A Family Tradition: "My Father Tried To Bury Me Alive"

MI2AZ

Active Member
“The day I was born, my father tried to bury me alive,” Manju Singh tells me. “The moment he knew he’d had a daughter, he charged into the windowless room in which my mother had delivered me and started digging a hole in the mud floor. The umbilical cord had just been cut. My maternal grandmother scooped me up and fled.”

“That I lived is nothing short of a miracle,” she continues. “My mother had to fight real hard to keep me alive. Even while I was growing up, my father tried several times to kill me. He’d beat me to pulp. But somehow, I lived through it all. I was just that stubborn.” She laughs.

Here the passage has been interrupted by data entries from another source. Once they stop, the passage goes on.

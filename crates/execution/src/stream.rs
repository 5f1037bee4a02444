//! Record-batch stream abstractions and the frame channel between an engine
//! producer and the client-side consumer.
//!
//! A producer pushes encoded batch frames into an unbounded FIFO and closes
//! it with exactly one terminal [`Status`]. The consumer side turns that
//! channel back into a [`SendableRecordBatchStream`].

use std::pin::Pin;
use std::sync::Arc;
use std::sync::atomic::{AtomicBool, Ordering};
use std::task::{Context, Poll};

use arrow::record_batch::RecordBatch;
use arrow_schema::SchemaRef;
use futures::channel::mpsc;
use futures::{Stream, StreamExt};
use tracing::debug;
use vq_common::{Result, VqError};

use crate::status::Status;

/// A stream of RecordBatches that also knows its output schema.
pub trait RecordBatchStream: Stream<Item = Result<RecordBatch>> + Send {
    /// Output schema for every batch yielded by this stream.
    fn schema(&self) -> SchemaRef;
}

/// The standard "stream you can return from a query".
pub type SendableRecordBatchStream = Pin<Box<dyn RecordBatchStream>>;

/// Adapter that attaches a schema to any `Stream<Item = Result<RecordBatch>>`.
pub struct StreamAdapter<S> {
    schema: SchemaRef,
    inner: S,
}

impl<S> StreamAdapter<S> {
    /// Create a new schema-attached stream adapter.
    pub fn new(schema: SchemaRef, inner: S) -> Self {
        Self { schema, inner }
    }
}

impl<S> RecordBatchStream for StreamAdapter<S>
where
    S: Stream<Item = Result<RecordBatch>> + Send + Unpin + 'static,
{
    fn schema(&self) -> SchemaRef {
        self.schema.clone()
    }
}

impl<S> Stream for StreamAdapter<S>
where
    S: Stream<Item = Result<RecordBatch>> + Unpin,
{
    type Item = Result<RecordBatch>;

    fn poll_next(mut self: Pin<&mut Self>, cx: &mut Context<'_>) -> Poll<Option<Self::Item>> {
        Pin::new(&mut self.inner).poll_next(cx)
    }
}

/// Create an empty stream.
pub fn empty_stream(schema: SchemaRef) -> SendableRecordBatchStream {
    let inner = futures::stream::empty::<Result<RecordBatch>>();
    Box::pin(StreamAdapter::new(schema, inner))
}

/// Create a stream over batches that are already in memory.
pub fn memory_stream(schema: SchemaRef, batches: Vec<RecordBatch>) -> SendableRecordBatchStream {
    let inner = futures::stream::iter(batches.into_iter().map(Ok));
    Box::pin(StreamAdapter::new(schema, inner))
}

/// Advisory cancellation flag raised by the caller and observed by producers.
///
/// Producers poll it between batches; a cancelled producer stops early and
/// reports an error status.
#[derive(Debug, Clone, Default)]
pub struct CancellationToken {
    cancelled: Arc<AtomicBool>,
}

impl CancellationToken {
    /// New, not yet cancelled token.
    pub fn new() -> Self {
        Self::default()
    }

    /// Request cancellation.
    pub fn cancel(&self) {
        self.cancelled.store(true, Ordering::Release);
    }

    /// Whether cancellation was requested.
    pub fn is_cancelled(&self) -> bool {
        self.cancelled.load(Ordering::Acquire)
    }
}

/// One item of the producer/consumer channel.
#[derive(Debug)]
pub enum StreamEvent {
    /// An encoded batch frame.
    Frame(Vec<u8>),
    /// Terminal status; nothing follows it.
    Done(Status),
}

/// Create a frame channel the caller can cancel through `cancel`.
///
/// The channel keeps its own consumer-side flag as well. Dropping the
/// receiver before a terminal status arrives stops this producer only; the
/// caller's token is never written by the channel, so one token can be shared
/// by sibling requests and reused across queries.
pub fn frame_channel(cancel: CancellationToken) -> (FrameSender, FrameReceiver) {
    let (tx, rx) = mpsc::unbounded();
    let abandoned = CancellationToken::new();
    (
        FrameSender {
            tx,
            cancel: cancel.clone(),
            abandoned: abandoned.clone(),
            finished: false,
        },
        FrameReceiver {
            rx,
            cancel,
            abandoned,
            done: false,
        },
    )
}

/// Producer side of [`frame_channel`].
///
/// Dropping a sender that never called [`FrameSender::finish`] delivers an
/// error status so the consumer never waits on a dead producer.
#[derive(Debug)]
pub struct FrameSender {
    tx: mpsc::UnboundedSender<StreamEvent>,
    cancel: CancellationToken,
    abandoned: CancellationToken,
    finished: bool,
}

impl FrameSender {
    /// Push one encoded frame. Returns `false` when the consumer is gone or
    /// cancellation was requested; the producer should stop.
    pub fn send_frame(&mut self, frame: Vec<u8>) -> bool {
        if self.is_cancelled() {
            return false;
        }
        self.tx.unbounded_send(StreamEvent::Frame(frame)).is_ok()
    }

    /// Whether the caller cancelled or the consumer went away.
    pub fn is_cancelled(&self) -> bool {
        self.cancel.is_cancelled() || self.abandoned.is_cancelled() || self.tx.is_closed()
    }

    /// Deliver the terminal status and close the channel.
    pub fn finish(mut self, status: Status) {
        self.finished = true;
        if self.tx.unbounded_send(StreamEvent::Done(status)).is_err() {
            debug!(operator = "FrameSender", "consumer dropped before terminal status");
        }
        self.tx.close_channel();
    }
}

impl Drop for FrameSender {
    fn drop(&mut self) {
        if !self.finished {
            let _ = self
                .tx
                .unbounded_send(StreamEvent::Done(Status::error("producer exited without a status")));
        }
    }
}

/// Consumer side of [`frame_channel`]. Dropping it before the terminal status
/// stops the producer.
#[derive(Debug)]
pub struct FrameReceiver {
    rx: mpsc::UnboundedReceiver<StreamEvent>,
    cancel: CancellationToken,
    abandoned: CancellationToken,
    done: bool,
}

impl FrameReceiver {
    /// The caller's token this channel observes.
    pub fn cancellation(&self) -> &CancellationToken {
        &self.cancel
    }

    /// Next event; `None` once the channel is closed.
    pub async fn next_event(&mut self) -> Option<StreamEvent> {
        let event = self.rx.next().await;
        if !matches!(event, Some(StreamEvent::Frame(_))) {
            self.done = true;
        }
        event
    }
}

impl Drop for FrameReceiver {
    fn drop(&mut self) {
        if !self.done {
            self.abandoned.cancel();
        }
    }
}

/// Turn a frame channel into a record-batch stream.
///
/// Each frame decodes to exactly one batch. An ok terminal status ends the
/// stream; an error status surfaces as [`VqError::Query`] tagged with
/// `stage`. A channel that closes without a terminal status is an error too.
pub fn frame_stream(
    schema: SchemaRef,
    receiver: FrameReceiver,
    stage: &'static str,
) -> SendableRecordBatchStream {
    let inner = futures::stream::unfold(Some(receiver), move |state| async move {
        let mut receiver = state?;
        match receiver.next_event().await {
            Some(StreamEvent::Frame(bytes)) => {
                let item = vq_codec::decode_frame(&bytes);
                let next = if item.is_ok() { Some(receiver) } else { None };
                Some((item, next))
            }
            Some(StreamEvent::Done(status)) if status.is_ok() => None,
            Some(StreamEvent::Done(status)) => {
                Some((Err(VqError::query(stage, status.message())), None))
            }
            None => Some((
                Err(VqError::query(stage, "stream closed without a terminal status")),
                None,
            )),
        }
    });
    Box::pin(StreamAdapter::new(schema, Box::pin(inner)))
}

#[cfg(test)]
mod tests {
    use std::sync::Arc;

    use arrow::array::Int32Array;
    use arrow::record_batch::RecordBatch;
    use arrow_schema::{DataType, Field, Schema};
    use futures::{StreamExt, TryStreamExt};
    use vq_common::VqError;

    use super::{CancellationToken, frame_channel, frame_stream};
    use crate::status::Status;

    fn batch(values: Vec<i32>) -> RecordBatch {
        let schema = Arc::new(Schema::new(vec![Field::new("id", DataType::Int32, false)]));
        RecordBatch::try_new(schema, vec![Arc::new(Int32Array::from(values))]).expect("batch")
    }

    #[test]
    fn frames_arrive_in_order_and_ok_status_ends_the_stream() {
        let (mut tx, rx) = frame_channel(CancellationToken::new());
        let first = batch(vec![1, 2]);
        let schema = first.schema();
        assert!(tx.send_frame(vq_codec::encode_frame(&first).expect("frame")));
        assert!(tx.send_frame(vq_codec::encode_frame(&batch(vec![3])).expect("frame")));
        tx.finish(Status::ok(0));

        let batches = futures::executor::block_on(frame_stream(schema, rx, "Query").try_collect::<Vec<_>>())
            .expect("collect");
        assert_eq!(batches.iter().map(|b| b.num_rows()).collect::<Vec<_>>(), vec![2, 1]);
    }

    #[test]
    fn error_status_surfaces_as_query_error() {
        let (tx, rx) = frame_channel(CancellationToken::new());
        tx.finish(Status::error("filter references unknown column"));
        let schema = batch(vec![]).schema();

        let err = futures::executor::block_on(frame_stream(schema, rx, "Query").try_collect::<Vec<_>>())
            .expect_err("error");
        assert!(matches!(err, VqError::Query(ref m) if m == "Query: filter references unknown column"));
    }

    #[test]
    fn dropped_producer_reports_an_error() {
        let (tx, rx) = frame_channel(CancellationToken::new());
        drop(tx);
        let schema = batch(vec![]).schema();
        let result = futures::executor::block_on(frame_stream(schema, rx, "Query").try_collect::<Vec<_>>());
        assert!(result.is_err());
    }

    #[test]
    fn frames_queued_before_cancel_are_still_drained() {
        let token = CancellationToken::new();
        let (mut tx, rx) = frame_channel(token.clone());
        let first = batch(vec![1, 2, 3]);
        let schema = first.schema();
        assert!(tx.send_frame(vq_codec::encode_frame(&first).expect("frame")));
        token.cancel();
        assert!(!tx.send_frame(vq_codec::encode_frame(&batch(vec![4])).expect("frame")));
        tx.finish(Status::error("query cancelled"));

        let mut stream = frame_stream(schema, rx, "Query");
        let drained = futures::executor::block_on(stream.next())
            .expect("item")
            .expect("queued batch");
        assert_eq!(drained.num_rows(), 3);
        let err = futures::executor::block_on(stream.next())
            .expect("item")
            .expect_err("cancelled");
        assert!(matches!(err, VqError::Query(ref m) if m.ends_with("query cancelled")));
    }

    #[test]
    fn dropping_the_consumer_stops_only_its_own_producer() {
        let token = CancellationToken::new();
        let (mut tx, rx) = frame_channel(token.clone());
        let (mut sibling, _sibling_rx) = frame_channel(token.clone());
        drop(rx);
        assert!(tx.is_cancelled());
        assert!(!tx.send_frame(Vec::new()));
        assert!(!token.is_cancelled());
        assert!(!sibling.is_cancelled());
        assert!(sibling.send_frame(Vec::new()));
    }

    #[test]
    fn completed_stream_leaves_the_caller_token_untouched() {
        let token = CancellationToken::new();
        for _ in 0..2 {
            let (mut tx, rx) = frame_channel(token.clone());
            let first = batch(vec![1]);
            let schema = first.schema();
            assert!(tx.send_frame(vq_codec::encode_frame(&first).expect("frame")));
            tx.finish(Status::ok(0));
            let batches =
                futures::executor::block_on(frame_stream(schema, rx, "Query").try_collect::<Vec<_>>())
                    .expect("collect");
            assert_eq!(batches.len(), 1);
            assert!(!token.is_cancelled());
        }
    }

    #[test]
    fn caller_cancellation_reaches_every_channel() {
        let token = CancellationToken::new();
        let (a, _rx_a) = frame_channel(token.clone());
        let (b, _rx_b) = frame_channel(token.clone());
        token.cancel();
        assert!(a.is_cancelled());
        assert!(b.is_cancelled());
    }
}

For generations, no girl child in Singh’s family had been allowed to live. When she was 10, her father told her that he had watched his own sister get buried alive by his father. Killing newborn female progeny was family tradition. There was a strict “sons only” policy, implemented ruthlessly. What happened in Singh’s family over generations was neither isolated instance nor aberration. Female infanticide, though now rare, was actively practiced in India for centuries. The methods varied from region to region, but all were equally macabre — feeding the baby grain husk to cut her windpipe, a morsel of rice to choke her, tobacco juice to poison her. Also strangulation, starvation, overfeeding and the fate Singh escaped — being buried alive.